## Exercise brief:
Would you copy the material below word for word, beginning with its first line and ending with the line that contains "let mut sorted = values.to_vec();"?
(Data records begins)
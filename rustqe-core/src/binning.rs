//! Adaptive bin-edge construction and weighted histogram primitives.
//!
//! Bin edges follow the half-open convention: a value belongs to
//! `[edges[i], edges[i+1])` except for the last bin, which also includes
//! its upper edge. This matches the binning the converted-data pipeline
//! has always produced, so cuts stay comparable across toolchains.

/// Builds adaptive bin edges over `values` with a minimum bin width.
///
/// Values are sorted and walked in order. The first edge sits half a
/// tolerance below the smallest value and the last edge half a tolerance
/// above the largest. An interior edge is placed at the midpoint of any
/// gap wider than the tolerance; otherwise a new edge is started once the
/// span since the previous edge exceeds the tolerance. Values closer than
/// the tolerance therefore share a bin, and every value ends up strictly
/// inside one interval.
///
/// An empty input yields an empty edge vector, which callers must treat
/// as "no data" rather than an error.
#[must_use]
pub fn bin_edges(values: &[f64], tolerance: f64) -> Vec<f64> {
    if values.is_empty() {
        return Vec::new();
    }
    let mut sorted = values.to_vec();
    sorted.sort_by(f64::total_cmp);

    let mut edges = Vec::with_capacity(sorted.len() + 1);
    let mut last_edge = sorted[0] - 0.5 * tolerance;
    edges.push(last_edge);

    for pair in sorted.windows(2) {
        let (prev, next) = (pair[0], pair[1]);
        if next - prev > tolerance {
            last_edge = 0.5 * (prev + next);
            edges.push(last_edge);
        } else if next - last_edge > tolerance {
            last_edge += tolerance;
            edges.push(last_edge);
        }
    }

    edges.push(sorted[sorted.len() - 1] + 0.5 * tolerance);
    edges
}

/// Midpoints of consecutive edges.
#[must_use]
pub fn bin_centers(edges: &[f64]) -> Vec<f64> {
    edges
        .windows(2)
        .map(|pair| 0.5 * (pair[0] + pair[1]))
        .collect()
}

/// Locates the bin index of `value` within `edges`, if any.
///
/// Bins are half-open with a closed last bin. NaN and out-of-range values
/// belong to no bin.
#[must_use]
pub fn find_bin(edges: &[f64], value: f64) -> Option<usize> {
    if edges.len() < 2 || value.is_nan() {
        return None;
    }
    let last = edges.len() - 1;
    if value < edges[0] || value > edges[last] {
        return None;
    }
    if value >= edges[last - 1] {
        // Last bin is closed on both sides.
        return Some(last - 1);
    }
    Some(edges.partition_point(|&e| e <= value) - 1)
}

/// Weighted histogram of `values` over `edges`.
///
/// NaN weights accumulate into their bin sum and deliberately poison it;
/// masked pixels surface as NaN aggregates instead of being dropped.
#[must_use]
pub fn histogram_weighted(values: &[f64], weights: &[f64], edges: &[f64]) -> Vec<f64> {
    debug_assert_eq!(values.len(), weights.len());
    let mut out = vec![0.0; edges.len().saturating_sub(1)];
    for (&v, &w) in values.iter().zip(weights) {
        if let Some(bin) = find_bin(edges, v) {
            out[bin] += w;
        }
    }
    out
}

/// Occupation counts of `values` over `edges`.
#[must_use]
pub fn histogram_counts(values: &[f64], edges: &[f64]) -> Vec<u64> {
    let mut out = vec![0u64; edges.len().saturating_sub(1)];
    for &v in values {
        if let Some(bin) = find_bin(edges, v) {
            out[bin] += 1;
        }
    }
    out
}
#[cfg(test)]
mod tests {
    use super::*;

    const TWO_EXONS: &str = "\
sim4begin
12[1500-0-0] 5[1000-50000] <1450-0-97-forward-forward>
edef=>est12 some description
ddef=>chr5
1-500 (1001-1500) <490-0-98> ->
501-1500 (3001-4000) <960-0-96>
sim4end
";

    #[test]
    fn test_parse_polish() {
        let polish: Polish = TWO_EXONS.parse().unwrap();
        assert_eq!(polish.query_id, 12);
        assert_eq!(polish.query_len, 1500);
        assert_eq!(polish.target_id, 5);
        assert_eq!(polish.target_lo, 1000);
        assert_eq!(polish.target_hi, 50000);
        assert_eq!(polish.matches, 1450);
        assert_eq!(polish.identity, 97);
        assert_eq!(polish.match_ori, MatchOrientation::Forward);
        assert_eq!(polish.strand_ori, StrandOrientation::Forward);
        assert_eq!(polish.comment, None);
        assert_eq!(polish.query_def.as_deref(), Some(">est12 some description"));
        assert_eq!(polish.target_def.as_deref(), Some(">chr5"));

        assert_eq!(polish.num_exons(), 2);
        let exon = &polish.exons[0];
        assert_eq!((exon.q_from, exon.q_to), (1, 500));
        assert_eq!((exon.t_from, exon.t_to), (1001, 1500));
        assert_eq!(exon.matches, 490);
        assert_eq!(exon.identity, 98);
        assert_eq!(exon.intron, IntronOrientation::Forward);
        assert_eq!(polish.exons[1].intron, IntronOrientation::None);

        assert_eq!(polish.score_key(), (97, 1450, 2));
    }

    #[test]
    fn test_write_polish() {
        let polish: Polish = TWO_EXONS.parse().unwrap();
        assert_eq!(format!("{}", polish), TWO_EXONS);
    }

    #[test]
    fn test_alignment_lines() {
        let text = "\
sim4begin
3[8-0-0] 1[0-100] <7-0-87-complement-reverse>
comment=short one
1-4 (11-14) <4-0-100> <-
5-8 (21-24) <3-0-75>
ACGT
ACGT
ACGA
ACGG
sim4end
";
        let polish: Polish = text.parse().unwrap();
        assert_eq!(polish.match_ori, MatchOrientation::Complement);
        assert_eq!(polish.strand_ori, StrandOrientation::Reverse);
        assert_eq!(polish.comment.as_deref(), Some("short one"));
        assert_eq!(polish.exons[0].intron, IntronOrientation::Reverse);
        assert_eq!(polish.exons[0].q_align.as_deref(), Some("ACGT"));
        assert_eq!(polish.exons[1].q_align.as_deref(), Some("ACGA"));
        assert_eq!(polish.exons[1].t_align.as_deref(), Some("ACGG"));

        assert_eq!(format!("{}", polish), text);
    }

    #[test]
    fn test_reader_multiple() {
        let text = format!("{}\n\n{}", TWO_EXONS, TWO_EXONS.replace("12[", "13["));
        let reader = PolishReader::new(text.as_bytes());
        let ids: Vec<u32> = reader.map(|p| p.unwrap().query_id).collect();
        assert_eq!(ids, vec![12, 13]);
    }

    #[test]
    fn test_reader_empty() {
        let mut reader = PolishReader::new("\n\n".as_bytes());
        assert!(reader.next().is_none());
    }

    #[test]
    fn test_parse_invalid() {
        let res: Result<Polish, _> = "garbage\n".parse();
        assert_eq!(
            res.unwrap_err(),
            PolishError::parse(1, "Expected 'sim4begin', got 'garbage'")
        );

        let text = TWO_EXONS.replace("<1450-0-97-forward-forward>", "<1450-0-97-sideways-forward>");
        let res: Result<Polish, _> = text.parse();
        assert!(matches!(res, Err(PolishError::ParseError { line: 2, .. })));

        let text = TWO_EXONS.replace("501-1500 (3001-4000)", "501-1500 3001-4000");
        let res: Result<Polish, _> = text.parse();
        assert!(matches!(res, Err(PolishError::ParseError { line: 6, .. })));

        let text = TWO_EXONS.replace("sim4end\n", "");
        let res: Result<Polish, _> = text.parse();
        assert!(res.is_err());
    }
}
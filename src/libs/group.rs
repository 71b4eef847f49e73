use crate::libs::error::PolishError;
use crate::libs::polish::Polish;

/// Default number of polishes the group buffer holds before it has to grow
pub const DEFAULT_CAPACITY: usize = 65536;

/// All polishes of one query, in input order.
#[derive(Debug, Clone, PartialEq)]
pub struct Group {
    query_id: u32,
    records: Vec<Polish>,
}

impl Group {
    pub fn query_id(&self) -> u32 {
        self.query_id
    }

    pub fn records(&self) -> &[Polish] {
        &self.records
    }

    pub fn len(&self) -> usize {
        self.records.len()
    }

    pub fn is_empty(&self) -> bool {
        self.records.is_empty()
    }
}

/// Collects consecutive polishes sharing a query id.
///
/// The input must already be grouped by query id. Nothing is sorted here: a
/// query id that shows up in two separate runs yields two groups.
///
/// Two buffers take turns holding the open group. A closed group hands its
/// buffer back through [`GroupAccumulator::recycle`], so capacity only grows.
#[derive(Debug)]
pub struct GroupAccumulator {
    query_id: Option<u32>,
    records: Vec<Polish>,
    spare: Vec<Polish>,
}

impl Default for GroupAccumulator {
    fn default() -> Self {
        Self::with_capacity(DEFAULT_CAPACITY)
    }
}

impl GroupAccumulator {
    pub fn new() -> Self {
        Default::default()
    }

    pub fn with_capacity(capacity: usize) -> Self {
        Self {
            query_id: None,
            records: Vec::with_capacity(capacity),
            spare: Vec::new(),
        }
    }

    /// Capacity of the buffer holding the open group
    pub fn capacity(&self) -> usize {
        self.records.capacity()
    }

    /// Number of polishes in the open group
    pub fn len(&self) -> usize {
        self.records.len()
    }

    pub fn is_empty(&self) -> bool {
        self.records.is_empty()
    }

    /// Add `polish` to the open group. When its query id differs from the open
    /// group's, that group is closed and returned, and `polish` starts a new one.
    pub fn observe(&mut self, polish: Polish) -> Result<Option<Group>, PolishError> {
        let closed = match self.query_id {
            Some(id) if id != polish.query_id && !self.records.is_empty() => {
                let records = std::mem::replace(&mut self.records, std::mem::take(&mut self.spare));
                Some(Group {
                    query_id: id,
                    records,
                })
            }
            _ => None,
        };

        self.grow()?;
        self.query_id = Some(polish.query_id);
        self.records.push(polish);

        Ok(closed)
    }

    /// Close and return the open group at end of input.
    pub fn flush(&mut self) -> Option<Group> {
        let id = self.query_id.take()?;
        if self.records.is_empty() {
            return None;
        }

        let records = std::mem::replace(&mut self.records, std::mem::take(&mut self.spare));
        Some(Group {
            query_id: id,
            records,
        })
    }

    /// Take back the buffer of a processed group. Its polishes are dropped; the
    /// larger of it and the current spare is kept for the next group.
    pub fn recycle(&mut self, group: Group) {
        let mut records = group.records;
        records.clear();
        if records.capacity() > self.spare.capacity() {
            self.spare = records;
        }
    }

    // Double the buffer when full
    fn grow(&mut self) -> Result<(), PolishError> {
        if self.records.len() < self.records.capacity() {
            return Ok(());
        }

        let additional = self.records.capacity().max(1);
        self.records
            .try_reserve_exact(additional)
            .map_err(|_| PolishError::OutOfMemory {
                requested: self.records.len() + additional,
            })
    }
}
(Data records ends)
## Your response:
filename rustqe-core/src/binning.rs
//! Adaptive bin-edge construction and weighted histogram primitives.
//!
//! Bin edges follow the half-open convention: a value belongs to
//! `[edges[i], edges[i+1])` except for the last bin, which also includes
//! its upper edge. This matches the binning the converted-data pipeline
//! has always produced, so cuts stay comparable across toolchains.

/// Builds adaptive bin edges over `values` with a minimum bin width.
///
/// Values are sorted and walked in order. The first edge sits half a
/// tolerance below the smallest value and the last edge half a tolerance
/// above the largest. An interior edge is placed at the midpoint of any
/// gap wider than the tolerance; otherwise a new edge is started once the
/// span since the previous edge exceeds the tolerance. Values closer than
/// the tolerance therefore share a bin, and every value ends up strictly
/// inside one interval.
///
/// An empty input yields an empty edge vector, which callers must treat
/// as "no data" rather than an error.
#[must_use]
pub fn bin_edges(values: &[f64], tolerance: f64) -> Vec<f64> {
    if values.is_empty() {
        return Vec::new();
    }
    let mut sorted = values.to_vec();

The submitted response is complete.